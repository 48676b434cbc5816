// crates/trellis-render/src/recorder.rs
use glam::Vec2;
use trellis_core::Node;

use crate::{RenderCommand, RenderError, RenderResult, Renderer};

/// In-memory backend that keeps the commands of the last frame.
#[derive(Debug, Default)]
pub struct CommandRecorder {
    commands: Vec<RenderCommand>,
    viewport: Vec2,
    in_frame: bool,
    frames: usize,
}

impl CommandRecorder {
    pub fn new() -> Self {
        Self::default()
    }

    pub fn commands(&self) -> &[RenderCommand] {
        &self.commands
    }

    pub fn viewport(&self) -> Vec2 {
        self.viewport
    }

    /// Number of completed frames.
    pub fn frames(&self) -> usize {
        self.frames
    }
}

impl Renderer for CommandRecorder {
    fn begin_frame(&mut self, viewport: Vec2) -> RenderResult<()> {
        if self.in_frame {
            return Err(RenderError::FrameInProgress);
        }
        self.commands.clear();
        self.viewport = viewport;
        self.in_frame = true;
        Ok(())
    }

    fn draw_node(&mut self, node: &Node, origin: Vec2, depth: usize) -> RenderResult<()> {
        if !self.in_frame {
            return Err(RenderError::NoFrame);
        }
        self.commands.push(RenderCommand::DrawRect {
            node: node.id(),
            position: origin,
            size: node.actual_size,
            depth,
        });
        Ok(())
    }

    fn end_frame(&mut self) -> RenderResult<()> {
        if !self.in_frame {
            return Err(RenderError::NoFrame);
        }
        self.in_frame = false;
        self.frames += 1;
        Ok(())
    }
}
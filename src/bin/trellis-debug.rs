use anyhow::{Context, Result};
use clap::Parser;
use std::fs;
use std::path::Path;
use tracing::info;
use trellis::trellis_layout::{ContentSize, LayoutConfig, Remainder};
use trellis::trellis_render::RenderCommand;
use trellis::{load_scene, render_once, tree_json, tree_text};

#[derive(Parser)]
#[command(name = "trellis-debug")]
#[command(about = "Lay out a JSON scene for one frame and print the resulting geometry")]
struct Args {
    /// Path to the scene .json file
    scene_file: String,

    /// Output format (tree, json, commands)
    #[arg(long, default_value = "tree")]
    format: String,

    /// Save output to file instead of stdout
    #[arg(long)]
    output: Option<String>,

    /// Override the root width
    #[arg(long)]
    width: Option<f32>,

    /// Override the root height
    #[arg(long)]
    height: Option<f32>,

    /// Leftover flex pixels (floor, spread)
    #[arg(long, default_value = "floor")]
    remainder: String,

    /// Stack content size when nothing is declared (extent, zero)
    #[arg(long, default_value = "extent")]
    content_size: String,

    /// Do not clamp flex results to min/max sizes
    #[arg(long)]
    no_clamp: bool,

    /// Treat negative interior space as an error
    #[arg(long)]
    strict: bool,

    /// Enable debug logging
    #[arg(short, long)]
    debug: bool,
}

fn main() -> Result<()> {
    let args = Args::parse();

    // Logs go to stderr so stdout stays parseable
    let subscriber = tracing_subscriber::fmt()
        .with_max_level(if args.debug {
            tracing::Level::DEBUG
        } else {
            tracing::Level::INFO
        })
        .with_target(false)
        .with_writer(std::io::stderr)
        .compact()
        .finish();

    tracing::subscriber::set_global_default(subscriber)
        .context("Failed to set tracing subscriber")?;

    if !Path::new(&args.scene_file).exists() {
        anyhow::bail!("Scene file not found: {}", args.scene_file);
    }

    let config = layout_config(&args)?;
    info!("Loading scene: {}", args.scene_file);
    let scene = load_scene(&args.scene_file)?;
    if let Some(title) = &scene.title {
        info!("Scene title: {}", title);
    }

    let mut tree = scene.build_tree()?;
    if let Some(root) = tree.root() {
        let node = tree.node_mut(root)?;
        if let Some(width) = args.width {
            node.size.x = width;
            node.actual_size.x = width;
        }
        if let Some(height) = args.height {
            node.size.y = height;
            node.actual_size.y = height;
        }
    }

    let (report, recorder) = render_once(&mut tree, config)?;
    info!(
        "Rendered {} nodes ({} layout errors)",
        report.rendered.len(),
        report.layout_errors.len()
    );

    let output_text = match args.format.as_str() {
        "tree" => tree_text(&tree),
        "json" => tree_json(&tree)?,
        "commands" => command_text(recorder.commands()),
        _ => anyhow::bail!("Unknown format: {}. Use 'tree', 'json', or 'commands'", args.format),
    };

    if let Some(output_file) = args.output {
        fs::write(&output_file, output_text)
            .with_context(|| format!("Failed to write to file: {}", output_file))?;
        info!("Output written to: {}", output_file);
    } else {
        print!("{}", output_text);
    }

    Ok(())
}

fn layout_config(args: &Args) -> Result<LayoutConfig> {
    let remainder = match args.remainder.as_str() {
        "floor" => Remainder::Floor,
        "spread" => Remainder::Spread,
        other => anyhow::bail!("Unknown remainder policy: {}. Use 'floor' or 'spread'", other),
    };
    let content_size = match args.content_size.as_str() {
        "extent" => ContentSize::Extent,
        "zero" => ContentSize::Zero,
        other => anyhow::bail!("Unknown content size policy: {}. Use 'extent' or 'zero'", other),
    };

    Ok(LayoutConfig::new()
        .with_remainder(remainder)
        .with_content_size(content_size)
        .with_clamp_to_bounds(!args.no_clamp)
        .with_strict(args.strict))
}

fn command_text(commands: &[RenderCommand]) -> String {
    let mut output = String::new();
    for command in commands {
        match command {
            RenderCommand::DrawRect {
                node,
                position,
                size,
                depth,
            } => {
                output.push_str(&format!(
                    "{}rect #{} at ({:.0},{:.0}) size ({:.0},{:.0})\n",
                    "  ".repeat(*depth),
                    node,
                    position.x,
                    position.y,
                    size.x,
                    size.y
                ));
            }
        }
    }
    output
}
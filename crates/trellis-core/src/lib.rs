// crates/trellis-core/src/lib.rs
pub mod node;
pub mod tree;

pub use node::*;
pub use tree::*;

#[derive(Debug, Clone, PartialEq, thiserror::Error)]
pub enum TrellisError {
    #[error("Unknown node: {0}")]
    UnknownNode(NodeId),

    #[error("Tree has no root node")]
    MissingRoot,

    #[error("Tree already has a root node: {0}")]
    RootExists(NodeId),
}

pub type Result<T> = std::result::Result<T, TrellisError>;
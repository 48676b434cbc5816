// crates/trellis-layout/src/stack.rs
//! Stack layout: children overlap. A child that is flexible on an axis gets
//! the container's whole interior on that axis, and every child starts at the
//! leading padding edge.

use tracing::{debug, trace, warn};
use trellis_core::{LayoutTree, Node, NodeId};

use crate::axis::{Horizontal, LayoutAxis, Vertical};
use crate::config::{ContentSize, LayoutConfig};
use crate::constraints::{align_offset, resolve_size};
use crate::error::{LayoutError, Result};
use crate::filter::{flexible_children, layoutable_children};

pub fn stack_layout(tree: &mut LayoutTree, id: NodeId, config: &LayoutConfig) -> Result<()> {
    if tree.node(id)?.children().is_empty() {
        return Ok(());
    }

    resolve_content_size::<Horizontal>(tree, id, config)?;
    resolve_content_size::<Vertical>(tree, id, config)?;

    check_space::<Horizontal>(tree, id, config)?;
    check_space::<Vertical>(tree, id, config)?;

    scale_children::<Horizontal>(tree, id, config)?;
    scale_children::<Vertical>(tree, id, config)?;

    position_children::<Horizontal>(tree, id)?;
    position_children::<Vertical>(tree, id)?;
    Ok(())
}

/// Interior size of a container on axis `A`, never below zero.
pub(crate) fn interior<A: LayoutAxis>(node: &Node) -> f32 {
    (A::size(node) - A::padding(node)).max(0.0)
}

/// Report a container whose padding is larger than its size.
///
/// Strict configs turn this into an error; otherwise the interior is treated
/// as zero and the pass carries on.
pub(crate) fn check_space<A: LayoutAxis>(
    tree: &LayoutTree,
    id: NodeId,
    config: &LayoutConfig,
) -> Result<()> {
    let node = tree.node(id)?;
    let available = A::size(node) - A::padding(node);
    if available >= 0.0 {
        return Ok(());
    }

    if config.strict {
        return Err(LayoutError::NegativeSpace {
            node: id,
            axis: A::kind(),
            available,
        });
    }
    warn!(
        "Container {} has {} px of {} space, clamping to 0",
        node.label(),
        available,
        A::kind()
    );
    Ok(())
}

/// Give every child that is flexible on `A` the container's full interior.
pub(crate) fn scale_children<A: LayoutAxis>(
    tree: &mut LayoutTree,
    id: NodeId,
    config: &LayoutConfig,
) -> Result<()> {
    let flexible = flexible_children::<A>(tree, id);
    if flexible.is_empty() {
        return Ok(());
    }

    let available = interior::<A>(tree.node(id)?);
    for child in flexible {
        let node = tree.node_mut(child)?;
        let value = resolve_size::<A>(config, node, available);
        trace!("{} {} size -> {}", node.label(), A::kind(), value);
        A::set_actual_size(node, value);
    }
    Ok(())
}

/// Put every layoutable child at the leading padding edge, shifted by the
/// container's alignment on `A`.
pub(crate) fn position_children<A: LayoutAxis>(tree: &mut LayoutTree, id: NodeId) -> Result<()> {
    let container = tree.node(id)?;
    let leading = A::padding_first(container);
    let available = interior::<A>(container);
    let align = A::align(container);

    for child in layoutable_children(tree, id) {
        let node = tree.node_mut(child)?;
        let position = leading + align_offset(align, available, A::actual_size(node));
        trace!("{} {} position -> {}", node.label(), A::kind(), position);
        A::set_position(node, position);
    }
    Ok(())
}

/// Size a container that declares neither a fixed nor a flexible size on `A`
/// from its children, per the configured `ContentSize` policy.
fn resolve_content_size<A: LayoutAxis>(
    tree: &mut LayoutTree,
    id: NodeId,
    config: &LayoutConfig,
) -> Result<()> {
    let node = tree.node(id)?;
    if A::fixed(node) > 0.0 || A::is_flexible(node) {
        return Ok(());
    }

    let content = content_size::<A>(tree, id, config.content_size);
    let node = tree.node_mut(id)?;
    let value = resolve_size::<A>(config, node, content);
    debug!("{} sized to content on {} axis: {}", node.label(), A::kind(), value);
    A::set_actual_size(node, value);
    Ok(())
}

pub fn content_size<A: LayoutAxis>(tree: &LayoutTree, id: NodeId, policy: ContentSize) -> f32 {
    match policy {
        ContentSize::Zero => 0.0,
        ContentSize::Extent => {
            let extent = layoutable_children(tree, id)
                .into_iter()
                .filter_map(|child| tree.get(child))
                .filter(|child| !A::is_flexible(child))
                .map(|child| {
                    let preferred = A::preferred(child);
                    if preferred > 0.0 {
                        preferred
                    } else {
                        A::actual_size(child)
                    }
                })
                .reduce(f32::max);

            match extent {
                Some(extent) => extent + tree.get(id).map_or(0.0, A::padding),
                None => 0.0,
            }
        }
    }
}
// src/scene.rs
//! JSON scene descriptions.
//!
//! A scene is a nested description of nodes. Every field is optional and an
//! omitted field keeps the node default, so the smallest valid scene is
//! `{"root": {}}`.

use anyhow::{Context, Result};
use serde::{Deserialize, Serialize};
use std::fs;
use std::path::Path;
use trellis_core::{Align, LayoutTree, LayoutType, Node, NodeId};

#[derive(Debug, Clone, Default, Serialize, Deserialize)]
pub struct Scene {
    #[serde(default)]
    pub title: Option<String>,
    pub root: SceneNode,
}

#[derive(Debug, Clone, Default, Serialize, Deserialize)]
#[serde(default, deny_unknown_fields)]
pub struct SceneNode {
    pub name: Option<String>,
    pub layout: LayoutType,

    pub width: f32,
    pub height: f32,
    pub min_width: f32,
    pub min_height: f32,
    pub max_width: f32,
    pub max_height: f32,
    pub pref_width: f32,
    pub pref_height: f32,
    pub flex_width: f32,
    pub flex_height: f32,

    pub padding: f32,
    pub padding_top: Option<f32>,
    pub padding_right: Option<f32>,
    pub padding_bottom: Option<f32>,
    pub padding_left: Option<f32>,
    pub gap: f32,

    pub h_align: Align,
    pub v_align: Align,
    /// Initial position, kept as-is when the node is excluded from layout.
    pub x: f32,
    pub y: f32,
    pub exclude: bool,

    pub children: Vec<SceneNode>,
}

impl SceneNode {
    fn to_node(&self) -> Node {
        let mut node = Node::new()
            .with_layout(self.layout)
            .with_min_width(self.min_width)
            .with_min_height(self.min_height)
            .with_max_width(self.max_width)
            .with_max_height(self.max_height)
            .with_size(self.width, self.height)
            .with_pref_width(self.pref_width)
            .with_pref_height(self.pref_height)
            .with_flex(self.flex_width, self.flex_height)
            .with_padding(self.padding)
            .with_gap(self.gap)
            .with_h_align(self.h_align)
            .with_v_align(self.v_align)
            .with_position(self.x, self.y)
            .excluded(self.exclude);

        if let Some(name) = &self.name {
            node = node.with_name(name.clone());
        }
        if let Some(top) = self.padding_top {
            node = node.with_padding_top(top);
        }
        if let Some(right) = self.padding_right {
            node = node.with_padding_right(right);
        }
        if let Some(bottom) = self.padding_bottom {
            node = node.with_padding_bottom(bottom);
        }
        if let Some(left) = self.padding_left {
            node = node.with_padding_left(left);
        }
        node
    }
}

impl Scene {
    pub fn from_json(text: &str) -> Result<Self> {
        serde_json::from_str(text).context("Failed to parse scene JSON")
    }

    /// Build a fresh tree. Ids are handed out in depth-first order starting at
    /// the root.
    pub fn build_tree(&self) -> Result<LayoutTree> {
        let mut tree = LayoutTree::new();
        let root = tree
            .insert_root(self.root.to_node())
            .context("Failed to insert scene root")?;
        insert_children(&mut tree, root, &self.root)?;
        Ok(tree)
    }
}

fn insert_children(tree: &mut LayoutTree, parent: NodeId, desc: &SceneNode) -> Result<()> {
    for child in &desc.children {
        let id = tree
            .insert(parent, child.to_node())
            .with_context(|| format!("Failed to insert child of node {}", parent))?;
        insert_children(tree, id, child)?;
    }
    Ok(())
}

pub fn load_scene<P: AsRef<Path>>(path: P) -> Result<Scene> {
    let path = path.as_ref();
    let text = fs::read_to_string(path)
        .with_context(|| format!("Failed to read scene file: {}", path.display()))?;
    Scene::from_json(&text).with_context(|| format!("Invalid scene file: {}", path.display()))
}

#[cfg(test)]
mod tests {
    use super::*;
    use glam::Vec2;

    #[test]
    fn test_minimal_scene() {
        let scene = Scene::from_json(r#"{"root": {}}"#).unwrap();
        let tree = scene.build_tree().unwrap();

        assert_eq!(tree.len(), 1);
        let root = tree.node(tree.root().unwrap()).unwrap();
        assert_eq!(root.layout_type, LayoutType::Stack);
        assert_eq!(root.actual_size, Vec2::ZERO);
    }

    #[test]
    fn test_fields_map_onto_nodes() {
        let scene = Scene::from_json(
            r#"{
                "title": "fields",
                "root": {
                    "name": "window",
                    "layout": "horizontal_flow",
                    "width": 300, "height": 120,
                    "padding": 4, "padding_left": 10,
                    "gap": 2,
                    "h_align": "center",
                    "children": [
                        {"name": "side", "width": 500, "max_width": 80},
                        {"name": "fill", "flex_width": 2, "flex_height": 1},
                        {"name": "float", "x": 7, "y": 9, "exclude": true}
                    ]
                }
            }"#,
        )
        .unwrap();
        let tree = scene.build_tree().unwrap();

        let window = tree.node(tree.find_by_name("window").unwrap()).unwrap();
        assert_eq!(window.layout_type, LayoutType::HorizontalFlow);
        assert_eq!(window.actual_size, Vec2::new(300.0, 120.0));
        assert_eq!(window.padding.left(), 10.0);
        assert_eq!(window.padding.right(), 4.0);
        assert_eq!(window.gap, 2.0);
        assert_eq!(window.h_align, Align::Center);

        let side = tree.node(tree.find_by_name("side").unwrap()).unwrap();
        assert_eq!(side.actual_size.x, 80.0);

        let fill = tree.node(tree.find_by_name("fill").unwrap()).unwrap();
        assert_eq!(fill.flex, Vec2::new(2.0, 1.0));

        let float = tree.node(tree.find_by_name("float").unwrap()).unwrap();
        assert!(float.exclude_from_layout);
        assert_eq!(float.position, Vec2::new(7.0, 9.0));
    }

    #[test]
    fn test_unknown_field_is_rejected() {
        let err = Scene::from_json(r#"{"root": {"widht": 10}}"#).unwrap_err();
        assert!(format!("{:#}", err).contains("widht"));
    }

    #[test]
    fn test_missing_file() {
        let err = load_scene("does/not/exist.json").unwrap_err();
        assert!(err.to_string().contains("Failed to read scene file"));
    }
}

────────────────────

■ **Instructions to follow**: Return the lines of the listing where the string "fixed" appears.

■ **Answer box**:
/// Size a container that declares neither a fixed nor a flexible size on `A`
    if A::fixed(node) > 0.0 || A::is_flexible(node) {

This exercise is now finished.